-- Opening Marker --

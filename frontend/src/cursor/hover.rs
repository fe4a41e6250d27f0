use super::trail::Point;

#[derive(Debug, Clone, Copy, PartialEq, Eq, Hash)]
pub enum InteractiveRole {
    Link,
    Button,
    Input,
    TextArea,
    /// Any element carrying `role="button"`.
    ButtonRole,
}

impl InteractiveRole {
    pub const ALL: [InteractiveRole; 5] = [
        InteractiveRole::Link,
        InteractiveRole::Button,
        InteractiveRole::Input,
        InteractiveRole::TextArea,
        InteractiveRole::ButtonRole,
    ];

    /// Role of an element given its tag name and `role` attribute.
    pub fn classify(tag_name: &str, role: Option<&str>) -> Option<Self> {
        if role.map_or(false, |role| role.trim().eq_ignore_ascii_case("button")) {
            return Some(InteractiveRole::ButtonRole);
        }
        match tag_name.to_ascii_lowercase().as_str() {
            "a" => Some(InteractiveRole::Link),
            "button" => Some(InteractiveRole::Button),
            "input" => Some(InteractiveRole::Input),
            "textarea" => Some(InteractiveRole::TextArea),
            _ => None,
        }
    }
}

/// Which element roles make the cursor snap.
#[derive(Debug, Clone, PartialEq, Eq)]
pub struct HoverPolicy {
    roles: Vec<InteractiveRole>,
}

impl Default for HoverPolicy {
    fn default() -> Self {
        Self::new(InteractiveRole::ALL)
    }
}

impl HoverPolicy {
    pub fn new(roles: impl IntoIterator<Item = InteractiveRole>) -> Self {
        Self {
            roles: roles.into_iter().collect(),
        }
    }

    pub fn accepts(&self, tag_name: &str, role: Option<&str>) -> bool {
        InteractiveRole::classify(tag_name, role).map_or(false, |r| self.roles.contains(&r))
    }

    /// Index of the first accepted element in `chain`, which lists the event
    /// target first and then its ancestors as `(tag name, role attribute)`.
    pub fn first_match<'a, I>(&self, chain: I) -> Option<usize>
    where
        I: IntoIterator<Item = (&'a str, Option<&'a str>)>,
    {
        chain
            .into_iter()
            .position(|(tag_name, role)| self.accepts(tag_name, role))
    }
}

/// Bounding box of a hovered element in viewport coordinates.
#[derive(Debug, Clone, Copy, PartialEq, Default)]
pub struct Rect {
    pub left: f64,
    pub top: f64,
    pub width: f64,
    pub height: f64,
}

impl Rect {
    pub fn center(&self) -> Point {
        Point::new(self.left + self.width / 2.0, self.top + self.height / 2.0)
    }
}

#[cfg(test)]
mod tests {
    use super::*;

    #[test]
    fn classifies_tags_case_insensitively() {
        assert_eq!(InteractiveRole::classify("A", None), Some(InteractiveRole::Link));
        assert_eq!(InteractiveRole::classify("BUTTON", None), Some(InteractiveRole::Button));
        assert_eq!(InteractiveRole::classify("textarea", None), Some(InteractiveRole::TextArea));
        assert_eq!(InteractiveRole::classify("DIV", None), None);
        assert_eq!(
            InteractiveRole::classify("DIV", Some("button")),
            Some(InteractiveRole::ButtonRole)
        );
        assert_eq!(InteractiveRole::classify("DIV", Some("navigation")), None);
    }

    #[test]
    fn nested_span_inside_link_matches_the_link() {
        let policy = HoverPolicy::default();
        let chain: [(&str, Option<&str>); 3] = [("SPAN", None), ("A", None), ("NAV", None)];
        assert_eq!(policy.first_match(chain), Some(1));
    }

    #[test]
    fn no_interactive_ancestor_means_no_match() {
        let policy = HoverPolicy::default();
        let chain = [("SPAN", None), ("DIV", Some("presentation")), ("BODY", None)];
        assert_eq!(policy.first_match(chain), None);
    }

    #[test]
    fn policy_only_accepts_configured_roles() {
        let policy = HoverPolicy::new([InteractiveRole::Button]);
        assert!(policy.accepts("button", None));
        assert!(!policy.accepts("a", None));
        assert!(!policy.accepts("div", Some("button")));
    }

    #[test]
    fn rect_center() {
        let rect = Rect {
            left: 10.0,
            top: 20.0,
            width: 100.0,
            height: 40.0,
        };
        assert_eq!(rect.center(), Point::new(60.0, 40.0));
    }
}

-- Closing Marker --

→ Description of the task
Go through the entries. Report every line that contains the word "element".

→ Solution below
    /// Any element carrying `role="button"`.
    /// Role of an element given its tag name and `role` attribute.
/// Which element roles make the cursor snap.
    /// Index of the first accepted element in `chain`, which lists the event
/// Bounding box of a hovered element in viewport coordinates.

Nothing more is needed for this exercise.